The Kansas City Chiefs may have won the Super Bowl last weekend.
But the Dormont Free Pantry and the residents it serves won the “Soup-er Bowl.”
The punny name was given to a competitive food drive organized by students at Keystone Oaks High School in Mt. Lebanon seeking to help their community. The effort, arranged as a bracket-style tournament between classes, resulted in one of the largest if not the largest donation in the pantry’s history.
“Originally, I thought this would raise maybe 200 items donated,” said Gabe Spinello, a Keystone Oaks junior who helped organize the drive. “There’s almost 5,000 here, and that’s beautiful.”
Gabe, a 16-year-old from Castle Shannon, had volunteered at the pantry with his mother and saw the good work being done there. He also recognized that the pantry could be depleted after the Super Bowl as more people took food for parties, and he wanted to do something to help keep it stocked.
Gabe brought the idea of a food drive to Keystone Oaks’ Allies Club, where his classmates and English teacher Rebekah Brooks, the club sponsor, helped formulate the plan. Because the drive was going to take place Super Bowl week, they decided to make it into a competition.
All students in the high school have a seventh period class, so the club decided to hold it during that time slot to allow everyone to participate. Classes faced off head-to-head in a bracket, and every other day the classes that brought in the most goods would win and move to the next round.
“The classes and the kids went at it,” Brooks said. “They were all competing for a pizza party.”
The marching band class, headed by band director William Eibeck, won the Soup-er Bowl, bringing in about 1,500 items in just the final round.
Brooks’ own seventh period class fell in one of the middle rounds, despite a valiant effort with only eight students. The boxes of nonperishable foods and other items taking over a significant portion of her classroom showed that the real winner was the Dormont Free Pantry.
“To have that level of commitment and participation across the school, and to be able to bring in that sort of numbers of items, we were definitely shocked and really happy that they were willing to do all that work for us and for their neighbors,” said Jen Mazzocco, who co-chairs the committee that runs the free pantry under the Dormont Community Development Corp.
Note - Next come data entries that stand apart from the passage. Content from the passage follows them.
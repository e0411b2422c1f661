// src/ingest/providers/serpapi.rs
//! SerpAPI-backed news search (Google News and Bing News engines).

use anyhow::{anyhow, Context, Result};
use async_trait::async_trait;
use metrics::histogram;
use serde::Deserialize;
use std::time::Duration;
use tracing::{debug, warn};

use crate::ingest::dates::{parse_absolute, relative_in_window};
use crate::ingest::is_mro_candidate;
use crate::ingest::types::{RawArticle, SearchProvider, SearchWindow};

/// Hard stop for Bing pagination in case the date cut-off never triggers.
const MAX_BING_PAGES: u32 = 20;

#[derive(Debug, Deserialize)]
struct SerpResponse {
    #[serde(default)]
    news_results: Vec<SerpItem>,
    #[serde(default)]
    organic_results: Vec<SerpItem>,
    error: Option<String>,
}

#[derive(Debug, Deserialize)]
struct SerpItem {
    #[serde(default)]
    title: String,
    #[serde(default)]
    link: String,
    #[serde(default)]
    snippet: String,
    #[serde(default)]
    date: String,
    /// Google returns `{ "name": .. }`, Bing a plain string.
    #[serde(default)]
    source: serde_json::Value,
}

impl SerpItem {
    fn into_raw(self) -> RawArticle {
        let source = match &self.source {
            serde_json::Value::String(s) => s.clone(),
            serde_json::Value::Object(o) => o
                .get("name")
                .and_then(|v| v.as_str())
                .unwrap_or_default()
                .to_string(),
            _ => String::new(),
        };
        RawArticle {
            title: self.title.trim().to_string(),
            summary: self.snippet.trim().to_string(),
            url: self.link,
            published: (!self.date.is_empty()).then_some(self.date),
            source,
        }
    }
}

/// Shared HTTP client + credentials for both engines.
#[derive(Clone)]
pub struct SerpApi {
    http: reqwest::Client,
    api_key: String,
    base_url: String,
    max_results: u32,
}

impl SerpApi {
    pub fn new(api_key: &str, base_url: &str, max_results: u32) -> Result<Self> {
        let http = reqwest::Client::builder()
            .user_agent(concat!("hangar-watch/", env!("CARGO_PKG_VERSION")))
            .connect_timeout(Duration::from_secs(10))
            .timeout(Duration::from_secs(60))
            .build()
            .context("building search http client")?;
        Ok(Self {
            http,
            api_key: api_key.to_string(),
            base_url: base_url.to_string(),
            max_results: max_results.max(1),
        })
    }

    async fn get(&self, params: &[(&str, String)]) -> Result<SerpResponse> {
        let t0 = std::time::Instant::now();
        let resp = self
            .http
            .get(&self.base_url)
            .query(params)
            .query(&[("api_key", self.api_key.as_str())])
            .send()
            .await
            .context("search request")?;
        let status = resp.status();
        if !status.is_success() {
            let body = resp.text().await.unwrap_or_default();
            return Err(anyhow!("search API error ({status}): {body}"));
        }
        let parsed: SerpResponse = resp.json().await.context("decoding search response")?;
        histogram!("search_request_ms").record(t0.elapsed().as_secs_f64() * 1_000.0);
        if let Some(err) = &parsed.error {
            // SerpAPI reports "no results" as an error string; callers treat it as empty.
            debug!(error = %err, "search API returned error field");
        }
        Ok(parsed)
    }
}

pub struct GoogleNews {
    api: SerpApi,
}

impl GoogleNews {
    pub fn new(api: SerpApi) -> Self {
        Self { api }
    }
}

#[async_trait]
impl SearchProvider for GoogleNews {
    async fn search(&self, query: &str, window: &SearchWindow) -> Result<Vec<RawArticle>> {
        let params = [
            ("engine", "google_news".to_string()),
            ("q", query.to_string()),
        ];
        let resp = self.api.get(&params).await?;
        if resp.news_results.is_empty() {
            if let Some(err) = resp.error {
                warn!(%query, error = %err, "google news returned no results");
            }
            return Ok(Vec::new());
        }
        let start = window.start_date();
        Ok(resp
            .news_results
            .into_iter()
            .map(SerpItem::into_raw)
            .filter(|a| is_mro_candidate(&a.title, &a.summary))
            .filter(|a| match (start, a.published.as_deref().and_then(parse_absolute)) {
                (Some(start), Some(date)) => date >= start,
                // no cut-off, or a date we cannot read: keep
                _ => true,
            })
            .collect())
    }

    fn name(&self) -> &'static str {
        "google_news"
    }
}

pub struct BingNews {
    api: SerpApi,
}

impl BingNews {
    pub fn new(api: SerpApi) -> Self {
        Self { api }
    }
}

/// Take items from one Bing page up to the first one outside the window.
/// Returns the kept items and whether paging must stop.
pub(crate) fn take_page(items: Vec<RawArticle>, backfill: bool) -> (Vec<RawArticle>, bool) {
    let mut kept = Vec::with_capacity(items.len());
    for it in items {
        let in_window = it
            .published
            .as_deref()
            .is_some_and(|d| relative_in_window(d, backfill));
        if !in_window {
            return (kept, true);
        }
        kept.push(it);
    }
    (kept, false)
}

#[async_trait]
impl SearchProvider for BingNews {
    async fn search(&self, query: &str, window: &SearchWindow) -> Result<Vec<RawArticle>> {
        let count = self.api.max_results;
        let qft = if window.backfill {
            r#"sortbydate="1""#
        } else {
            r#"interval="8"+sortbydate="1""#
        };

        let mut all = Vec::new();
        let mut first = 1u32;
        for _ in 0..MAX_BING_PAGES {
            let params = [
                ("engine", "bing_news".to_string()),
                ("q", query.to_string()),
                ("count", count.to_string()),
                ("qft", qft.to_string()),
                ("first", first.to_string()),
            ];
            let resp = self.api.get(&params).await?;
            let page: Vec<RawArticle> = resp
                .organic_results
                .into_iter()
                .map(SerpItem::into_raw)
                .collect();
            if page.is_empty() {
                break;
            }
            let page_len = page.len();
            let (mut kept, stop) = take_page(page, window.backfill);
            all.append(&mut kept);
            if stop || page_len < count as usize {
                break;
            }
            first += count;
        }

        Ok(all
            .into_iter()
            .filter(|a| is_mro_candidate(&a.title, &a.summary))
            .collect())
    }

    fn name(&self) -> &'static str {
        "bing_news"
    }
}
The Dormont Free Pantry began at the onset of the COVID-19 pandemic, when one of Mazzocco’s neighbors started collecting items on her porch. It eventually moved into the Dormont Borough Building.
The pantry partnered with the Greater Pittsburgh Community Food Bank in October, and it has since served 180 households, mainly from Dormont and other South Hills communities.
“We’ve just had an incredible demand,” Mazzocco said. “We go through the food that we order through the food bank pretty quickly.”
That means donations, such as the one from the Keystone Oaks food drive, are much appreciated. But the Keystone Oaks donation did cause one problem: The pantry didn’t have enough space to house all of the food and supplies students had collected.
Mazzocco said work is underway to get the pantry a larger space than the six cabinets it occupies in the basement of in the borough building.
“Right now, we’re storing the extra stuff in a storage area in the borough building,” she said, “but it’s a good problem to have.”
The free pantry may need to expand even further if Gabe gets his way.
“I think we should honestly upscale it next year, maybe do more than one drive over the course of the school year,” he said. “I have a lot of ideas, and hopefully it works well.”
The Dormont Free Pantry is located at the Dormont Borough Building, 1444 Hillsdale Ave., Pittsburgh, 15216. It’s open the first and third Wednesday of each month from 6-7 p.m. and the second and fourth Sunday of each month from 2 to 3 p.m.